Jack Dice is one of just a handful of anglers competing in the Strike King Bassmaster College Series National Championship on Winyah Bay solo this week. The Liberty University graduate is no stranger to making the best out of situations most wouldn’t consider ideal. Whether that’s fishing against the country’s best college teams alone, last minute troubleshooting on his infamous old Ranger, or using well-worn equipment.
Dice doesn’t mind doing things his own way, as he proved last year when he won a Bassmaster College Series event fishing by himself on Lake Cumberland. And he thinks of the wear and tear on tournament tested equipment like the Lew’s LFS Speed Spool he’s holding in this picture quite fondly.
“This is one of my favorite reels, so when we got a text from Bassmaster encouraging us to bring any Lew’s reels to the meeting for an extra spool of line I knew I had to bring this one. Battle scars and all,” Dice said with a smile.

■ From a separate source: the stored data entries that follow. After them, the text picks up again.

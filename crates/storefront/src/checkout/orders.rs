//! Order submission and history.
//!
//! Orders are created by redeeming a payment nonce together with the cart
//! contents. The gateway is a trait so the checkout coordinator tests
//! against a fake; the HTTP implementation posts to the backend.

use bramble_core::{Money, OrderId, OrderStatus};
use chrono::{DateTime, Utc};
use secrecy::ExposeSecret;
use serde::{Deserialize, Serialize};
use thiserror::Error;
use tracing::instrument;
use url::Url;

use crate::cart::CartLineItem;
use crate::checkout::gateway::PaymentNonce;
use crate::config::{CustomerProfile, StorefrontConfig};

/// Errors from the orders API.
#[derive(Debug, Error)]
pub enum OrderError {
    /// HTTP request failed.
    #[error("HTTP error: {0}")]
    Http(#[from] reqwest::Error),

    /// API returned an error response.
    #[error("API error: {status} - {message}")]
    Api { status: u16, message: String },

    /// Response body could not be decoded.
    #[error("Parse error: {0}")]
    Parse(String),

    /// No auth token to call an authenticated endpoint with.
    #[error("customer is not signed in")]
    Unauthenticated,

    /// Request URL could not be built.
    #[error("Invalid URL: {0}")]
    Url(#[from] url::ParseError),
}

/// Confirmation returned when an order is created; also the row shape of
/// the order-history view.
#[derive(Debug, Clone, PartialEq, Serialize, Deserialize)]
#[serde(rename_all = "camelCase")]
pub struct OrderConfirmation {
    /// Backend order ID.
    pub order_id: OrderId,
    /// Current fulfillment status.
    pub status: OrderStatus,
    /// Charged total.
    pub total: Money,
    /// When the order was placed.
    pub placed_at: DateTime<Utc>,
}

/// Order creation and history against the backend.
#[allow(async_fn_in_trait)]
pub trait OrderGateway {
    /// Redeem a nonce and the cart contents for a new order.
    ///
    /// # Errors
    ///
    /// Returns an error if the backend rejects or fails the submission.
    async fn submit(
        &self,
        nonce: &PaymentNonce,
        items: &[CartLineItem],
        customer: &CustomerProfile,
    ) -> Result<OrderConfirmation, OrderError>;

    /// Fetch the customer's order history, newest first.
    ///
    /// # Errors
    ///
    /// Returns an error if the backend request fails.
    async fn history(&self, customer: &CustomerProfile) -> Result<Vec<OrderConfirmation>, OrderError>;
}

/// Order gateway backed by the backend's orders endpoints.
#[derive(Clone)]
pub struct HttpOrderGateway {
    client: reqwest::Client,
    orders_url: Url,
}

impl HttpOrderGateway {
    /// Create an orders client from configuration.
    ///
    /// # Errors
    ///
    /// Returns an error if the HTTP client fails to build or the endpoint
    /// URL is invalid.
    pub fn new(config: &StorefrontConfig) -> Result<Self, OrderError> {
        let client = reqwest::Client::builder()
            .timeout(config.http_timeout)
            .build()?;

        Ok(Self {
            client,
            orders_url: config.api_base_url.join("orders")?,
        })
    }
}

impl OrderGateway for HttpOrderGateway {
    #[instrument(skip_all, fields(items = items.len()))]
    async fn submit(
        &self,
        nonce: &PaymentNonce,
        items: &[CartLineItem],
        customer: &CustomerProfile,
    ) -> Result<OrderConfirmation, OrderError> {
        let token = customer
            .auth_token
            .as_ref()
            .ok_or(OrderError::Unauthenticated)?;

        let body = OrderRequest {
            nonce: nonce.as_str(),
            cart: items,
        };

        let response = self
            .client
            .post(self.orders_url.clone())
            .bearer_auth(token.expose_secret())
            .json(&body)
            .send()
            .await?;

        read_json(response).await
    }

    #[instrument(skip_all)]
    async fn history(
        &self,
        customer: &CustomerProfile,
    ) -> Result<Vec<OrderConfirmation>, OrderError> {
        let token = customer
            .auth_token
            .as_ref()
            .ok_or(OrderError::Unauthenticated)?;

        let response = self
            .client
            .get(self.orders_url.clone())
            .bearer_auth(token.expose_secret())
            .send()
            .await?;

        read_json(response).await
    }
}

/// Wire shape of order creation.
#[derive(Debug, Serialize)]
struct OrderRequest<'a> {
    nonce: &'a str,
    cart: &'a [CartLineItem],
}

async fn read_json<T: serde::de::DeserializeOwned>(
    response: reqwest::Response,
) -> Result<T, OrderError> {
    let status = response.status();
    let body = response.text().await?;

    if !status.is_success() {
        return Err(OrderError::Api {
            status: status.as_u16(),
            message: body.chars().take(200).collect(),
        });
    }

    serde_json::from_str(&body).map_err(|e| OrderError::Parse(e.to_string()))
}
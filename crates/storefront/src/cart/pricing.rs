//! Pricing calculations over cart data.
//!
//! Pure functions, exact decimal arithmetic. Formatting into a currency
//! string is the rendering layer's job.

use rust_decimal::Decimal;

use super::types::CartLineItem;

/// Price of one line item: base price plus the delta of every selected
/// attribute. No selection means the base price alone.
#[must_use]
pub fn line_item_price(item: &CartLineItem) -> Decimal {
    item.product.price
        + item
            .selected_attributes
            .values()
            .map(|selected| selected.price)
            .sum::<Decimal>()
}

/// Total of the whole cart. Empty carts total zero.
#[must_use]
pub fn cart_total(items: &[CartLineItem]) -> Decimal {
    items.iter().map(line_item_price).sum()
}

/// Number of line items. Each add is one unit; this is not
/// quantity-weighted.
#[must_use]
pub fn item_count(items: &[CartLineItem]) -> usize {
    items.len()
}
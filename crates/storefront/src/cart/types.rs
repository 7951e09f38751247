//! Cart data types.
//!
//! A line item snapshots the product it was added from, so later catalog
//! edits do not rewrite carts that are already persisted. The snapshot
//! keeps the attribute specs; attribute updates are validated against them.

use std::collections::BTreeMap;

use bramble_core::{LineItemId, ProductId};
use chrono::{DateTime, Utc};
use rust_decimal::Decimal;
use serde::{Deserialize, Serialize};

use crate::catalog::types::{AttributeOption, AttributeSpec, Product};

/// The chosen option for one attribute key.
#[derive(Debug, Clone, PartialEq, Serialize, Deserialize)]
#[serde(rename_all = "camelCase")]
pub struct SelectedAttribute {
    /// Chosen option value (e.g., "Large").
    pub value: String,
    /// Price delta carried by the chosen option.
    #[serde(with = "rust_decimal::serde::float")]
    pub price: Decimal,
}

impl From<&AttributeOption> for SelectedAttribute {
    fn from(option: &AttributeOption) -> Self {
        Self {
            value: option.value.clone(),
            price: option.price,
        }
    }
}

/// The slice of a product a cart line item keeps.
#[derive(Debug, Clone, PartialEq, Serialize, Deserialize)]
#[serde(rename_all = "camelCase")]
pub struct ProductSnapshot {
    /// Backend product ID.
    pub id: ProductId,
    /// Display name.
    pub name: String,
    /// URL slug.
    pub slug: String,
    /// Base price at the time the item was added.
    #[serde(with = "rust_decimal::serde::float")]
    pub price: Decimal,
    /// Attribute specs at the time the item was added.
    #[serde(default)]
    pub attributes: Vec<AttributeSpec>,
}

impl ProductSnapshot {
    /// Look up an attribute spec by key.
    #[must_use]
    pub fn attribute(&self, key: &str) -> Option<&AttributeSpec> {
        self.attributes.iter().find(|spec| spec.key == key)
    }
}

impl From<&Product> for ProductSnapshot {
    fn from(product: &Product) -> Self {
        Self {
            id: product.id.clone(),
            name: product.name.clone(),
            slug: product.slug.clone(),
            price: product.price,
            attributes: product.attributes.clone(),
        }
    }
}

/// One entry in the cart: one unit of a product with a specific attribute
/// selection.
#[derive(Debug, Clone, PartialEq, Serialize, Deserialize)]
#[serde(rename_all = "camelCase")]
pub struct CartLineItem {
    /// Locally assigned line identifier.
    pub line_id: LineItemId,
    /// Product snapshot taken at add time.
    pub product: ProductSnapshot,
    /// Selected attribute per key. Keys always name a spec on the
    /// snapshot; values are always one of that spec's options.
    #[serde(default)]
    pub selected_attributes: BTreeMap<String, SelectedAttribute>,
}

/// The persisted on-disk shape of the cart.
#[derive(Debug, Clone, PartialEq, Serialize, Deserialize)]
#[serde(rename_all = "camelCase")]
pub struct PersistedCart {
    /// Line items, in add order.
    pub items: Vec<CartLineItem>,
    /// When the cart was last written.
    pub updated_at: DateTime<Utc>,
}

/// Build the default selection for a set of attribute specs: the first
/// option of every spec, the way the product page preselects variants.
/// Specs without options contribute nothing.
#[must_use]
pub fn default_selection(specs: &[AttributeSpec]) -> BTreeMap<String, SelectedAttribute> {
    specs
        .iter()
        .filter_map(|spec| {
            spec.values
                .first()
                .map(|option| (spec.key.clone(), SelectedAttribute::from(option)))
        })
        .collect()
}

#[cfg(test)]
#[allow(clippy::unwrap_used)]
mod tests {
    use super::*;

    fn spec(key: &str, options: &[(&str, i64)]) -> AttributeSpec {
        AttributeSpec {
            key: key.to_string(),
            values: options
                .iter()
                .map(|(value, cents)| AttributeOption {
                    value: (*value).to_string(),
                    price: Decimal::new(*cents, 2),
                })
                .collect(),
        }
    }

    #[test]
    fn test_default_selection_picks_first_options() {
        let specs = vec![
            spec("Size", &[("Regular", 0), ("Large", 500)]),
            spec("Color", &[("Black", 0), ("Red", 150)]),
        ];

        let selected = default_selection(&specs);
        assert_eq!(selected.len(), 2);
        assert_eq!(selected["Size"].value, "Regular");
        assert_eq!(selected["Color"].price, Decimal::ZERO);
    }

    #[test]
    fn test_default_selection_skips_empty_specs() {
        let specs = vec![spec("Engraving", &[])];
        assert!(default_selection(&specs).is_empty());
    }

    #[test]
    fn test_line_item_round_trip() {
        let item = CartLineItem {
            line_id: LineItemId::new(),
            product: ProductSnapshot {
                id: ProductId::new("p1"),
                name: "Canvas Tote".to_string(),
                slug: "canvas-tote".to_string(),
                price: Decimal::new(2000, 2),
                attributes: vec![spec("Size", &[("Regular", 0), ("Large", 500)])],
            },
            selected_attributes: BTreeMap::from([(
                "Size".to_string(),
                SelectedAttribute {
                    value: "Large".to_string(),
                    price: Decimal::new(500, 2),
                },
            )]),
        };

        let json = serde_json::to_string(&item).unwrap();
        let back: CartLineItem = serde_json::from_str(&json).unwrap();
        assert_eq!(back, item);
    }
}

The College Series title Strike King handed out a spool of Contra Fluorocarbon Line to every angler competing during Wednesday’s Pro Night, and if you brought a Lew’s reel you earned yourself an extra spool of line.
“I actually won this reel in a raffle at a BFL four or five years ago,” Dice recalled. “Raffles are not my jam, maybe it’s the Christian in me and it feels too close to gambling or something, but I can honestly say I have never entered a tournament raffle since. But it felt meant to be at the time and this reel has turned out to be a workhorse for me.”

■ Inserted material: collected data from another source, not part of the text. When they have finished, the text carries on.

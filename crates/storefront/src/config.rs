//! Storefront configuration loaded from environment variables.
//!
//! # Environment Variables
//!
//! ## Required
//! - `STOREFRONT_API_BASE_URL` - Base URL of the storefront backend API
//!
//! ## Optional
//! - `STOREFRONT_CART_PATH` - Path of the persisted cart file
//!   (default: `bramble-cart.json`)
//! - `STOREFRONT_HTTP_TIMEOUT_SECS` - Request timeout in seconds
//!   (default: 30)
//! - `STOREFRONT_CUSTOMER_EMAIL` - Email of the signed-in customer
//! - `STOREFRONT_DELIVERY_ADDRESS` - Delivery address used at checkout
//! - `STOREFRONT_AUTH_TOKEN` - Bearer token for authenticated endpoints

use std::path::PathBuf;
use std::time::Duration;

use secrecy::SecretString;
use thiserror::Error;
use url::Url;

const DEFAULT_CART_PATH: &str = "bramble-cart.json";
const DEFAULT_HTTP_TIMEOUT_SECS: u64 = 30;

/// Configuration errors that can occur during loading.
#[derive(Debug, Error)]
pub enum ConfigError {
    #[error("Missing environment variable: {0}")]
    MissingEnvVar(String),
    #[error("Invalid environment variable {0}: {1}")]
    InvalidEnvVar(String, String),
}

/// Storefront application configuration.
#[derive(Debug, Clone)]
pub struct StorefrontConfig {
    /// Base URL of the backend REST API. Always ends with a slash so
    /// relative joins append instead of replacing the last path segment.
    pub api_base_url: Url,
    /// Path of the persisted cart file.
    pub cart_path: PathBuf,
    /// Timeout applied to every outgoing HTTP request.
    pub http_timeout: Duration,
    /// The customer this client acts for.
    pub customer: CustomerProfile,
}

/// The customer identity carried by this client.
///
/// The token is minted elsewhere; this client only forwards it. Checkout
/// preconditions read the address and token, nothing else does.
///
/// Implements `Debug` manually to redact the token.
#[derive(Clone, Default)]
pub struct CustomerProfile {
    /// Customer email, if signed in.
    pub email: Option<String>,
    /// Delivery address used at checkout.
    pub delivery_address: Option<String>,
    /// Bearer token for authenticated endpoints.
    pub auth_token: Option<SecretString>,
}

impl CustomerProfile {
    /// Whether the customer is signed in.
    #[must_use]
    pub const fn is_authenticated(&self) -> bool {
        self.auth_token.is_some()
    }
}

impl std::fmt::Debug for CustomerProfile {
    fn fmt(&self, f: &mut std::fmt::Formatter<'_>) -> std::fmt::Result {
        f.debug_struct("CustomerProfile")
            .field("email", &self.email)
            .field("delivery_address", &self.delivery_address)
            .field(
                "auth_token",
                &self.auth_token.as_ref().map(|_| "[REDACTED]"),
            )
            .finish()
    }
}

impl StorefrontConfig {
    /// Load configuration from environment variables.
    ///
    /// Calls `dotenvy::dotenv()` to load from `.env` file if present.
    ///
    /// # Errors
    ///
    /// Returns `ConfigError` if required variables are missing or invalid.
    pub fn from_env() -> Result<Self, ConfigError> {
        // Load .env file if present (ignore errors if not found)
        let _ = dotenvy::dotenv();

        let api_base_url = parse_base_url(&get_required_env("STOREFRONT_API_BASE_URL")?)
            .map_err(|e| ConfigError::InvalidEnvVar("STOREFRONT_API_BASE_URL".to_string(), e))?;

        let cart_path = PathBuf::from(get_env_or_default("STOREFRONT_CART_PATH", DEFAULT_CART_PATH));

        let timeout_secs = get_env_or_default(
            "STOREFRONT_HTTP_TIMEOUT_SECS",
            &DEFAULT_HTTP_TIMEOUT_SECS.to_string(),
        )
        .parse::<u64>()
        .map_err(|e| {
            ConfigError::InvalidEnvVar("STOREFRONT_HTTP_TIMEOUT_SECS".to_string(), e.to_string())
        })?;

        let customer = CustomerProfile {
            email: get_optional_env("STOREFRONT_CUSTOMER_EMAIL"),
            delivery_address: get_optional_env("STOREFRONT_DELIVERY_ADDRESS"),
            auth_token: get_optional_env("STOREFRONT_AUTH_TOKEN").map(SecretString::from),
        };

        Ok(Self {
            api_base_url,
            cart_path,
            http_timeout: Duration::from_secs(timeout_secs),
            customer,
        })
    }
}

/// Parse and normalize an API base URL.
///
/// A trailing slash is appended when missing; `Url::join` treats the last
/// segment of a slashless base as a file name and would drop it.
fn parse_base_url(raw: &str) -> Result<Url, String> {
    let candidate = if raw.ends_with('/') {
        raw.to_string()
    } else {
        format!("{raw}/")
    };

    let url = Url::parse(&candidate).map_err(|e| e.to_string())?;
    if url.cannot_be_a_base() {
        return Err("URL cannot be used as a base".to_string());
    }
    Ok(url)
}

// =============================================================================
// Helper Functions
// =============================================================================

/// Get a required environment variable.
fn get_required_env(key: &str) -> Result<String, ConfigError> {
    std::env::var(key).map_err(|_| ConfigError::MissingEnvVar(key.to_string()))
}

/// Get an optional environment variable.
fn get_optional_env(key: &str) -> Option<String> {
    std::env::var(key).ok()
}

/// Get an environment variable with a default value.
fn get_env_or_default(key: &str, default: &str) -> String {
    std::env::var(key).unwrap_or_else(|_| default.to_string())
}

Dice said he couldn’t pass up a chance at a few fresh spools of line, as fluorocarbon isn’t cheap and he was hoping to get his hands on some 17-lb flouro so he could use this reel for flipping and pitching on Winyah Bay.

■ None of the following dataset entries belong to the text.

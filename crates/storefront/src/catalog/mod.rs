//! Catalog API client.
//!
//! # Architecture
//!
//! - Plain REST over `reqwest`; the backend is the source of truth - NO
//!   local sync, direct API calls
//! - In-memory caching via `moka` for catalog reads (5 minute TTL)
//! - Filtered queries bypass the cache, like any search
//!
//! # Example
//!
//! ```rust,ignore
//! use bramble_storefront::catalog::CatalogClient;
//!
//! let catalog = CatalogClient::new(&config)?;
//! let product = catalog.product_by_slug("canvas-tote").await?;
//! let related = catalog
//!     .related_products(&product.id, &product.category.id)
//!     .await?;
//! ```

mod cache;
pub mod types;

pub use types::{AttributeOption, AttributeSpec, Category, Product};

use std::sync::Arc;
use std::time::Duration;

use bramble_core::{CategoryId, ProductId};
use moka::future::Cache;
use reqwest::StatusCode;
use rust_decimal::Decimal;
use serde::Serialize;
use serde::de::DeserializeOwned;
use thiserror::Error;
use tracing::{debug, instrument};
use url::Url;

use crate::config::StorefrontConfig;

use cache::CacheValue;

const CACHE_CAPACITY: u64 = 1000;
const CACHE_TTL: Duration = Duration::from_secs(300);

/// Errors that can occur when talking to the catalog API.
#[derive(Debug, Error)]
pub enum CatalogError {
    /// HTTP request failed.
    #[error("HTTP error: {0}")]
    Http(#[from] reqwest::Error),

    /// API returned an error response.
    #[error("API error: {status} - {message}")]
    Api { status: u16, message: String },

    /// Response body could not be decoded.
    #[error("Parse error: {0}")]
    Parse(String),

    /// Resource not found.
    #[error("Not found: {0}")]
    NotFound(String),

    /// Request URL could not be built.
    #[error("Invalid URL: {0}")]
    Url(#[from] url::ParseError),
}

/// Client for the storefront catalog API.
///
/// Product and category reads are cached for 5 minutes.
#[derive(Clone)]
pub struct CatalogClient {
    inner: Arc<CatalogClientInner>,
}

struct CatalogClientInner {
    client: reqwest::Client,
    base_url: Url,
    cache: Cache<String, CacheValue>,
}

impl CatalogClient {
    /// Create a new catalog API client.
    ///
    /// # Errors
    ///
    /// Returns an error if the HTTP client fails to build.
    pub fn new(config: &StorefrontConfig) -> Result<Self, CatalogError> {
        let cache = Cache::builder()
            .max_capacity(CACHE_CAPACITY)
            .time_to_live(CACHE_TTL)
            .build();

        let client = reqwest::Client::builder()
            .timeout(config.http_timeout)
            .build()?;

        Ok(Self {
            inner: Arc::new(CatalogClientInner {
                client,
                base_url: config.api_base_url.clone(),
                cache,
            }),
        })
    }

    fn endpoint(&self, path: &str) -> Result<Url, CatalogError> {
        Ok(self.inner.base_url.join(path)?)
    }

    /// Get a page of the product list.
    ///
    /// # Errors
    ///
    /// Returns an error if the API request fails.
    #[instrument(skip(self))]
    pub async fn products(&self, page: u32) -> Result<Vec<Product>, CatalogError> {
        let cache_key = format!("products:{page}");

        if let Some(CacheValue::Products(products)) = self.inner.cache.get(&cache_key).await {
            debug!("Cache hit for products");
            return Ok(products);
        }

        let mut url = self.endpoint("catalog/products")?;
        url.query_pairs_mut().append_pair("page", &page.to_string());

        let response = self.inner.client.get(url).send().await?;
        let products: Vec<Product> = read_json(response).await?;

        self.inner
            .cache
            .insert(cache_key, CacheValue::Products(products.clone()))
            .await;

        Ok(products)
    }

    /// Get a product by its slug, attributes included.
    ///
    /// # Errors
    ///
    /// Returns an error if the product is not found or the API request
    /// fails.
    #[instrument(skip(self), fields(slug = %slug))]
    pub async fn product_by_slug(&self, slug: &str) -> Result<Product, CatalogError> {
        let cache_key = format!("product:{slug}");

        if let Some(CacheValue::Product(product)) = self.inner.cache.get(&cache_key).await {
            debug!("Cache hit for product");
            return Ok(*product);
        }

        let url = self.endpoint(&format!("catalog/products/{slug}"))?;
        let response = self.inner.client.get(url).send().await?;

        if response.status() == StatusCode::NOT_FOUND {
            return Err(CatalogError::NotFound(format!("product: {slug}")));
        }

        let product: Product = read_json(response).await?;

        self.inner
            .cache
            .insert(cache_key, CacheValue::Product(Box::new(product.clone())))
            .await;

        Ok(product)
    }

    /// Get products related to the given product within a category.
    ///
    /// # Errors
    ///
    /// Returns an error if the API request fails.
    #[instrument(skip(self), fields(product_id = %product_id))]
    pub async fn related_products(
        &self,
        product_id: &ProductId,
        category_id: &CategoryId,
    ) -> Result<Vec<Product>, CatalogError> {
        let url = self.endpoint(&format!(
            "catalog/products/{product_id}/related/{category_id}"
        ))?;
        let response = self.inner.client.get(url).send().await?;
        read_json(response).await
    }

    /// Get all categories.
    ///
    /// # Errors
    ///
    /// Returns an error if the API request fails.
    #[instrument(skip(self))]
    pub async fn categories(&self) -> Result<Vec<Category>, CatalogError> {
        let cache_key = "categories".to_string();

        if let Some(CacheValue::Categories(categories)) = self.inner.cache.get(&cache_key).await {
            debug!("Cache hit for categories");
            return Ok(categories);
        }

        let url = self.endpoint("catalog/categories")?;
        let response = self.inner.client.get(url).send().await?;
        let categories: Vec<Category> = read_json(response).await?;

        self.inner
            .cache
            .insert(cache_key, CacheValue::Categories(categories.clone()))
            .await;

        Ok(categories)
    }

    /// Get the total number of products in the catalog.
    ///
    /// # Errors
    ///
    /// Returns an error if the API request fails.
    #[instrument(skip(self))]
    pub async fn product_count(&self) -> Result<u64, CatalogError> {
        let url = self.endpoint("catalog/product-count")?;
        let response = self.inner.client.get(url).send().await?;
        let count: CountResponse = read_json(response).await?;
        Ok(count.total)
    }

    /// Get products filtered by category and price range.
    ///
    /// Filtered queries are not cached.
    ///
    /// # Errors
    ///
    /// Returns an error if the API request fails.
    #[instrument(skip(self, categories, price_range))]
    pub async fn filtered_products(
        &self,
        categories: &[CategoryId],
        price_range: Option<(Decimal, Decimal)>,
        page: u32,
    ) -> Result<Vec<Product>, CatalogError> {
        let url = self.endpoint("catalog/product-filters")?;

        let body = FilterRequest {
            categories: categories.to_vec(),
            price_range: price_range.map(|(min, max)| PriceRangeFilter { min, max }),
            page,
        };

        let response = self.inner.client.post(url).json(&body).send().await?;
        read_json(response).await
    }
}

/// Wire shape of the product count endpoint.
#[derive(Debug, serde::Deserialize)]
struct CountResponse {
    total: u64,
}

/// Request body of the product filter endpoint.
#[derive(Debug, Serialize)]
#[serde(rename_all = "camelCase")]
struct FilterRequest {
    categories: Vec<CategoryId>,
    #[serde(skip_serializing_if = "Option::is_none")]
    price_range: Option<PriceRangeFilter>,
    page: u32,
}

#[derive(Debug, Serialize)]
struct PriceRangeFilter {
    #[serde(with = "rust_decimal::serde::float")]
    min: Decimal,
    #[serde(with = "rust_decimal::serde::float")]
    max: Decimal,
}

/// Check the response status and decode a JSON body.
///
/// Reads the body as text first so decode failures can be logged with
/// context instead of vanishing into a bare error.
async fn read_json<T: DeserializeOwned>(response: reqwest::Response) -> Result<T, CatalogError> {
    let status = response.status();
    let body = response.text().await?;

    if !status.is_success() {
        return Err(CatalogError::Api {
            status: status.as_u16(),
            message: body.chars().take(200).collect(),
        });
    }

    serde_json::from_str(&body).map_err(|e| {
        tracing::error!(
            error = %e,
            body = %body.chars().take(500).collect::<String>(),
            "Failed to parse catalog response"
        );
        CatalogError::Parse(e.to_string())
    })
}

“I have had this particular reel spooled up with all kinds of different line over the years, but this reel was my primary player in the first National Championship I ever fished on the Harris Chain in 2020,” Dice said. “The tournament didn’t pan out the way I hoped, but I was catching some nice fish on a squarebill out of brush piles. It was one of the coolest bites I’ve ever had leading into a tournament.”
Riding the momentum from a BFL Super Regional win on Cayuga Lake last weekend, the down-to-earth Virginia native came into the second day of competition in 51st place after weighing just over 8-lbs of tidal water bass in downtown Georgetown on day one. Dice hoped to milk a little better bag of fish out of what he found in his limited practice and improve on his position today.
“I had a fun one-hour flurry today and I learned some things that’ll hopefully make tomorrow an all-day ordeal,” Dice said of his day one efforts. “No matter what though, this is my last college fishing tournament so I’m really just trying to soak it all up and enjoy the process.”